Letting Go Our Grand Obsessions: Notes Toward a New Literary History of the American Frontiers
Situada entre fronteras, en los problemáticos intersticios culturales y lingüísticos creados en el choque e interacción de varias culturas en tensión ... —Carmen M. Del Rió, "Chicana Poets: Re-Visions from the Margin" A history may be conceptualized as an ideologically or imaginatively governed catalog of figurative elements. The catalog is inconceivable in the absence of ideology, and a shift, or rupture, in ideological premises promotes strikingly new figurations.—Houston A. Baker Jr., "Archeology, Ideology and African American Discourse" Those societies which cannot combine reverence to their symbols with freedom of revision must ultimately decay either from anarchy, or from the slow atrophy of a life stifled by useless shadows.—Alfred North Whitehead, Symbolism: Its Meaning and Effect
On the sunny morning of 4 October 1553, in a gesture meant to translate physical borders into cultural and political boundaries, an old man carrying "'his bow and arrows, and a wooden staff with a very elaborate handle'" "drew a line on the ground as a demarcation, threatening death to any intruder who dared cross it." Impressive in his "'black robe ... studded with pearls, and surrounded by dogs, birds and deer,'" the old man nonetheless faced a formidable adversary: an exploratory expedition dispatched by the Spanish adventurer, Nuño Beltrán de Guzmán, notorious for pillaging the villages of the Indies and enslaving all captives.

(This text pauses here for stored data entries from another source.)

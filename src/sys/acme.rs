// src/sys/acme.rs

use async_trait::async_trait;
use std::os::unix::fs::PermissionsExt;
use std::path::PathBuf;
use tokio::fs;
use tracing::{debug, info};

use crate::error::{DeployError, DeployResult};
use crate::sys::command;
use crate::sys::traits::{CertificateProvisioner, ReloadHook};

/// rwxr-xr-x
const HOOK_MODE: u32 = 0o755;

// ==============================================================================
// 1. Concrete Implementation (acmetool)
// ==============================================================================

pub struct AcmetoolProvisioner {
    state_dir: PathBuf,
    hook_path: PathBuf,
    service: String,
}

impl AcmetoolProvisioner {
    pub fn new(state_dir: PathBuf, hook_path: PathBuf, service: String) -> Self {
        Self { state_dir, hook_path, service }
    }

    fn hook_script(&self, hook: &ReloadHook) -> String {
        let command = match hook {
            ReloadHook::Nginx => format!("systemctl reload {}", self.service),
            ReloadHook::Command(cmd) => cmd.clone(),
        };
        // acmetool calls every hook with the event name first.
        format!(
            "#!/bin/sh\n# Managed by nginx-deploy\n[ \"$1\" = \"live-updated\" ] || exit 42\n{}\n",
            command
        )
    }

    /// Installs the renewal hook. Returns true when the script or its mode changed.
    async fn install_hook(&self, hook: &ReloadHook) -> DeployResult<bool> {
        let script = self.hook_script(hook);
        if let Ok(existing) = fs::read_to_string(&self.hook_path).await {
            if existing == script {
                return self.ensure_hook_executable().await;
            }
        }

        if let Some(parent) = self.hook_path.parent() {
            fs::create_dir_all(parent).await.map_err(|e| DeployError::io(parent, e))?;
        }
        fs::write(&self.hook_path, script).await.map_err(|e| DeployError::io(&self.hook_path, e))?;
        fs::set_permissions(&self.hook_path, std::fs::Permissions::from_mode(HOOK_MODE))
            .await
            .map_err(|e| DeployError::io(&self.hook_path, e))?;
        info!(hook = %self.hook_path.display(), "🔐 Certificate reload hook installed");
        Ok(true)
    }

    async fn ensure_hook_executable(&self) -> DeployResult<bool> {
        let meta = fs::metadata(&self.hook_path).await.map_err(|e| DeployError::io(&self.hook_path, e))?;
        if meta.permissions().mode() & 0o7777 == HOOK_MODE {
            return Ok(false);
        }
        fs::set_permissions(&self.hook_path, std::fs::Permissions::from_mode(HOOK_MODE))
            .await
            .map_err(|e| DeployError::io(&self.hook_path, e))?;
        info!(hook = %self.hook_path.display(), "Certificate reload hook mode fixed");
        Ok(true)
    }

    async fn missing_domains(&self, domains: &[String]) -> Vec<String> {
        let mut missing = Vec::new();
        for domain in domains {
            let live = self.state_dir.join("live").join(domain);
            if fs::metadata(&live).await.is_err() {
                missing.push(domain.clone());
            }
        }
        missing
    }
}

#[async_trait]
impl CertificateProvisioner for AcmetoolProvisioner {
    async fn ensure_certificate(&self, domains: &[String], hook: &ReloadHook) -> DeployResult<bool> {
        if domains.is_empty() {
            return Err(DeployError::usage("certificate request needs at least one domain"));
        }

        let hook_changed = self.install_hook(hook).await?;

        // acmetool renews on its own schedule; only new names need a `want`.
        let missing = self.missing_domains(domains).await;
        if missing.is_empty() {
            debug!(?domains, "Certificates already present");
            return Ok(hook_changed);
        }

        info!(domains = ?missing, "🔐 Requesting certificates");
        let mut args = vec!["--batch".to_string(), "want".to_string()];
        args.extend(domains.iter().cloned());
        command::run_checked("acmetool", &args).await?;
        Ok(true)
    }
}

#[cfg(test)]
mod tests {
    use super::*;

    fn provisioner(dir: &std::path::Path) -> AcmetoolProvisioner {
        AcmetoolProvisioner::new(dir.join("acme"), dir.join("hooks").join("reload-nginx"), "nginx".to_string())
    }

    #[test]
    fn test_hook_script_variants() {
        let p = provisioner(std::path::Path::new("/tmp"));
        assert!(p.hook_script(&ReloadHook::Nginx).contains("systemctl reload nginx\n"));
        let custom = p.hook_script(&ReloadHook::Command("service nginx reload".into()));
        assert!(custom.starts_with("#!/bin/sh\n"));
        assert!(custom.contains("live-updated"));
        assert!(custom.ends_with("service nginx reload\n"));
    }

    #[tokio::test]
    async fn test_hook_install_is_idempotent() {
        let dir = tempfile::tempdir().unwrap();
        let p = provisioner(dir.path());
        let hook = ReloadHook::Command("systemctl reload nginx".into());

        assert!(p.install_hook(&hook).await.unwrap());
        assert!(!p.install_hook(&hook).await.unwrap());
        let mode = std::fs::metadata(dir.path().join("hooks/reload-nginx")).unwrap().permissions().mode();
        assert_eq!(mode & 0o777, 0o755);
    }

    #[tokio::test]
    async fn test_hook_with_lost_exec_bit_is_repaired() {
        let dir = tempfile::tempdir().unwrap();
        let p = provisioner(dir.path());
        let hook = ReloadHook::Nginx;
        let hook_file = dir.path().join("hooks/reload-nginx");

        p.install_hook(&hook).await.unwrap();
        std::fs::set_permissions(&hook_file, std::fs::Permissions::from_mode(0o644)).unwrap();

        assert!(p.install_hook(&hook).await.unwrap());
        assert_eq!(std::fs::metadata(&hook_file).unwrap().permissions().mode() & 0o777, 0o755);
        assert!(!p.install_hook(&hook).await.unwrap());
    }

    #[tokio::test]
    async fn test_existing_certificates_skip_acmetool() {
        let dir = tempfile::tempdir().unwrap();
        let p = provisioner(dir.path());
        std::fs::create_dir_all(dir.path().join("acme/live/example.com")).unwrap();

        let hook = ReloadHook::Nginx;
        p.install_hook(&hook).await.unwrap();
        let changed = p.ensure_certificate(&["example.com".to_string()], &hook).await.unwrap();
        assert!(!changed);
    }

    #[tokio::test]
    async fn test_empty_domain_list_is_usage_error() {
        let dir = tempfile::tempdir().unwrap();
        let err = provisioner(dir.path()).ensure_certificate(&[], &ReloadHook::Nginx).await.unwrap_err();
        assert!(err.is_usage());
    }
}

Tracing the first contacts between Europeans and the Yaqui nation, historian Evelyn Hu-DeHart has translated the anonymous first-person expedition report. "'Aiming our heaviest cannon at them,'" the Spaniards attacked the warriors who accompanied their robed leader and, in the words of the Spanish scribe, quickly concluded that "'These Indians fought as well and as energetically as any Indians I have seen since I have been in the Indies, and I have seen none fight better than they.'" Deciding that they could not afford to sustain additional heavy losses, "the Spaniards turned back," according to HuDe-Hart.

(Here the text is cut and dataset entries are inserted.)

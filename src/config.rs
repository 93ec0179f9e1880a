// src/config.rs

use chrono::TimeDelta;
use std::env;
use std::path::PathBuf;

use crate::error::{DeployError, DeployResult};

/// Name of the site the distribution package enables out of the box.
pub const DEFAULT_SITE: &str = "default";

#[derive(Clone, Debug)]
pub struct DeployConfig {
    // 📂 nginx layout: sites-available / sites-enabled live beneath this
    pub nginx_dir: PathBuf,

    // 📦 Package & service identity
    pub package: String,
    pub service: String,
    pub apt_max_age_hours: i64,

    // 🔐 acmetool
    pub acme_hooks_dir: PathBuf,
    pub acme_state_dir: PathBuf,

    /// Enforce root:root on managed files. Off only for unprivileged staging trees.
    pub manage_ownership: bool,
}

impl Default for DeployConfig {
    fn default() -> Self {
        Self {
            nginx_dir: PathBuf::from("/etc/nginx"),
            package: "nginx-extras".to_string(),
            service: "nginx".to_string(),
            apt_max_age_hours: 24,
            acme_hooks_dir: PathBuf::from("/usr/lib/acme/hooks"),
            acme_state_dir: PathBuf::from("/var/lib/acme"),
            manage_ownership: true,
        }
    }
}

impl DeployConfig {
    /// Loads the configuration from `NGINX_DEPLOY_*` environment variables,
    /// falling back to the Debian defaults for anything unset.
    pub fn load() -> DeployResult<Self> {
        Self::from_lookup(|key| env::var(key).ok())
    }

    pub(crate) fn from_lookup<F>(lookup: F) -> DeployResult<Self>
    where
        F: Fn(&str) -> Option<String>,
    {
        let defaults = Self::default();

        // Parsed strictly: a typo in the environment must not silently fall back.
        let apt_max_age_hours = match lookup("NGINX_DEPLOY_APT_MAX_AGE_HOURS") {
            Some(raw) => raw
                .trim()
                .parse::<i64>()
                .ok()
                .filter(|h| *h >= 0 && TimeDelta::try_hours(*h).is_some())
                .ok_or_else(|| {
                    DeployError::Config(format!(
                        "NGINX_DEPLOY_APT_MAX_AGE_HOURS must be a non-negative number of hours in range, got '{}'",
                        raw
                    ))
                })?,
            None => defaults.apt_max_age_hours,
        };

        let manage_ownership = match lookup("NGINX_DEPLOY_MANAGE_OWNERSHIP") {
            Some(raw) => parse_bool("NGINX_DEPLOY_MANAGE_OWNERSHIP", &raw)?,
            None => defaults.manage_ownership,
        };

        let config = Self {
            nginx_dir: lookup("NGINX_DEPLOY_NGINX_DIR").map(PathBuf::from).unwrap_or(defaults.nginx_dir),
            package: lookup("NGINX_DEPLOY_PACKAGE").unwrap_or(defaults.package),
            service: lookup("NGINX_DEPLOY_SERVICE").unwrap_or(defaults.service),
            apt_max_age_hours,
            acme_hooks_dir: lookup("NGINX_DEPLOY_ACME_HOOKS_DIR")
                .map(PathBuf::from)
                .unwrap_or(defaults.acme_hooks_dir),
            acme_state_dir: lookup("NGINX_DEPLOY_ACME_STATE_DIR")
                .map(PathBuf::from)
                .unwrap_or(defaults.acme_state_dir),
            manage_ownership,
        };

        if !config.nginx_dir.is_absolute() {
            return Err(DeployError::Config(format!(
                "NGINX_DEPLOY_NGINX_DIR must be absolute, got '{}'",
                config.nginx_dir.display()
            )));
        }
        if config.package.trim().is_empty() || config.service.trim().is_empty() {
            return Err(DeployError::Config("package and service names cannot be empty".into()));
        }

        Ok(config)
    }

    pub fn sites_available_dir(&self) -> PathBuf {
        self.nginx_dir.join("sites-available")
    }

    pub fn sites_enabled_dir(&self) -> PathBuf {
        self.nginx_dir.join("sites-enabled")
    }

    pub fn sites_available(&self, domain: &str) -> PathBuf {
        self.sites_available_dir().join(domain)
    }

    pub fn sites_enabled(&self, domain: &str) -> PathBuf {
        self.sites_enabled_dir().join(domain)
    }

    pub fn default_site_link(&self) -> PathBuf {
        self.sites_enabled(DEFAULT_SITE)
    }

    /// Shell command handed to the certificate provisioner as its renewal hook.
    pub fn reload_command(&self) -> String {
        format!("systemctl reload {}", self.service)
    }

    /// Where acmetool keeps the current `fullchain` and `privkey` for `domain`.
    pub fn acme_live_dir(&self, domain: &str) -> PathBuf {
        self.acme_state_dir.join("live").join(domain)
    }

    pub fn acme_hook_path(&self) -> PathBuf {
        self.acme_hooks_dir.join(format!("reload-{}", self.service))
    }
}

fn parse_bool(key: &str, raw: &str) -> DeployResult<bool> {
    match raw.trim().to_ascii_lowercase().as_str() {
        "1" | "true" | "yes" | "on" => Ok(true),
        "0" | "false" | "no" | "off" => Ok(false),
        _ => Err(DeployError::Config(format!("{} must be a boolean, got '{}'", key, raw))),
    }
}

While one motley band of Spanish slavers was driven off, however, the mark intended to inscribe inviolable borders finally came to denote permeable margins. By the 1620s, Jesuit missionaries had established churches and schools within Yaqui enclaves and translated rituals, the Mass for the Dead, and various prayers into the Yaqui language. As anthropologist Edward Spicer has noted, "the ideas in these prayers were therefore a part of Yaqui thought in the Yaqui language." At the same time, maehtom, Yaqui lay priests, were developing a species of priestly literacy that preserved elements from distinctly precontact religious beliefs and involved writing in Spanish, Latin, and Yaqui. The old man's line, in short, was quickly contained within a zone of successive interpenetrations which—on all sides—were variously hostile, welcomed, policed, suppressed, acknowledged, and subversive.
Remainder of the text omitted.